Combining 14C/U-Th Series Geochronology and Stable/Clumped Isotope Geochemistry of MIS 2 Lake Tufas of Lake Chewaucan, Oregon, USA to Reconstruct Deglacial Climate in the Pacific Northwest

Monday, 14 December 2015: 11:05
2012 (Moscone West)
Adam M Hudson, University of Arizona, Geosciences, Tucson, AZ, United States, Jay Quade, University of Arizona, Tucson, AZ, United States, Guleed Ali, Columbia University of New York, Palisades, NY, United States, Douglas P Boyle, University of Nevada Reno, Reno, NV, United States, Scott Bassett, University of Nevada, Reno, Reno, NV, United States and Katharine W Huntington, University of Washington Seattle Campus, Seattle, WA, United States
Shoreline deposits surrounding closed-basin lake remnants in the Great Basin of North America have been critical to defining the timing and extent of lake highstands during Marine Isotope Stage 2, recording the wettest climate conditions during the last glacial cycle. We present 14C and U-Th series ages and stable and clumped isotope results from MIS 2 microbialite tufas of pluvial Lake Chewaucan, southern Oregon. At ~42.5°N latitude, the Chewaucan basin is the one of the northernmost lake systems in the Great Basin, a critical location for investigating regional climate. Dating of modern tufa and DIC indicates no 14C reservoir effect. Low lake depth is observed for peak LGM conditions (21.0 ka, +11 m above modern), consistent with regional records and climate model results. In contrast with other Great Basin lake reconstructions for deglacial MIS 2, Lake Chewaucan was deepest during the Bølling/Ållerod (B/A; 14.5-13.0 ka, +50 m) and early Holocene (10.9-9.5 ka +15 m) warm periods, with lowstands during Heinrich Event 1 (+0-1 m) and Younger Dryas cold periods (+0 m).
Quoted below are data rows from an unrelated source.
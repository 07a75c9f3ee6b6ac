use anyhow::Result;
use log::LevelFilter;
use std::env;
use std::fs::OpenOptions;
use std::io::Write;
use std::sync::{Arc, Mutex};

const LOG_FILE: &str = "bot.log";

fn console_level(raw: &str) -> LevelFilter {
    match raw.to_uppercase().as_str() {
        "ERROR" => LevelFilter::Error,
        _ => LevelFilter::Info,
    }
}

fn file_level(raw: &str) -> Option<LevelFilter> {
    match raw.to_uppercase().as_str() {
        "ERROR" => Some(LevelFilter::Error),
        "ALL" | "INFO" => Some(LevelFilter::Info),
        _ => None,
    }
}

fn levels_from_env() -> (LevelFilter, Option<LevelFilter>) {
    (
        console_level(&env::var("CONSOLE_LOG_LEVEL").unwrap_or_else(|_| "INFO".to_string())),
        file_level(&env::var("FILE_LOG_LEVEL").unwrap_or_else(|_| "OFF".to_string())),
    )
}

/// Console logging at `CONSOLE_LOG_LEVEL`, plus an optional append-only file
/// sink at `FILE_LOG_LEVEL`. Call after `.env` is loaded.
pub fn init_logging() -> Result<()> {
    let (console_level, file_level_config) = levels_from_env();

    let max_level = std::cmp::max(console_level, file_level_config.unwrap_or(LevelFilter::Off));

    let log_file = if file_level_config.is_some() {
        let file = OpenOptions::new().create(true).append(true).open(LOG_FILE)?;
        Some(Arc::new(Mutex::new(file)))
    } else {
        None
    };

    let mut builder = pretty_env_logger::formatted_builder();
    builder
        .filter(None, max_level)
        .format(move |buf, record| {
            let line = format!(
                "{} [{}] {}: {}",
                chrono::Local::now().format("%Y-%m-%d %H:%M:%S"),
                record.level(),
                record.target(),
                record.args()
            );

            if record.level() <= console_level {
                writeln!(buf, "{}", line)?;
            }

            if let (Some(level), Some(file)) = (file_level_config, &log_file) {
                if record.level() <= level {
                    if let Ok(mut guard) = file.lock() {
                        let _ = writeln!(guard, "{}", line);
                    }
                }
            }
            Ok(())
        })
        .try_init()?;

    Ok(())
}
This supports previous evidence for wet interstadials in the Pacific Northwest (PNW) during MIS 2-3, the opposite of the central/southern Great Basin, where stadials correlate with wet conditions. δ18O values of tufas (-0.9 to -4.4‰ PDB) reflect high evaporation relative to inflowing meteoric water (-13.6‰ SMOW), and lake water (-6.7 SMOW). δ13C values (+1.7 to +4.5‰ PDB) are consistent with equilibrium with lake DIC (+1.5‰ PDB) and atmospheric CO2, supporting atmospheric 14C equilibrium. Clumped isotope temperatures for modern tufa (20±7°C) are consistent with summer lake surface temperature for modern lake remnant, Abert Lake (17.7-22.0°C), supporting previous clumped isotope results for tufas as summer temperature indicators. Clumped temperatures for the B/A highstand are 19±4°C, indicating near modern lake temperatures during deepest lake conditions. 13±4°C is indicated for the LGM lowstand (18.3 ka), further supporting cold, dry conditions in the PNW during the time. Our results build upon previous work, highlighting the utility of multiple geochronometers and geochemical measurements of tufas to ensure dating accuracy and derive lake water chemistry and temperatures related to lake highstands of known age and depth.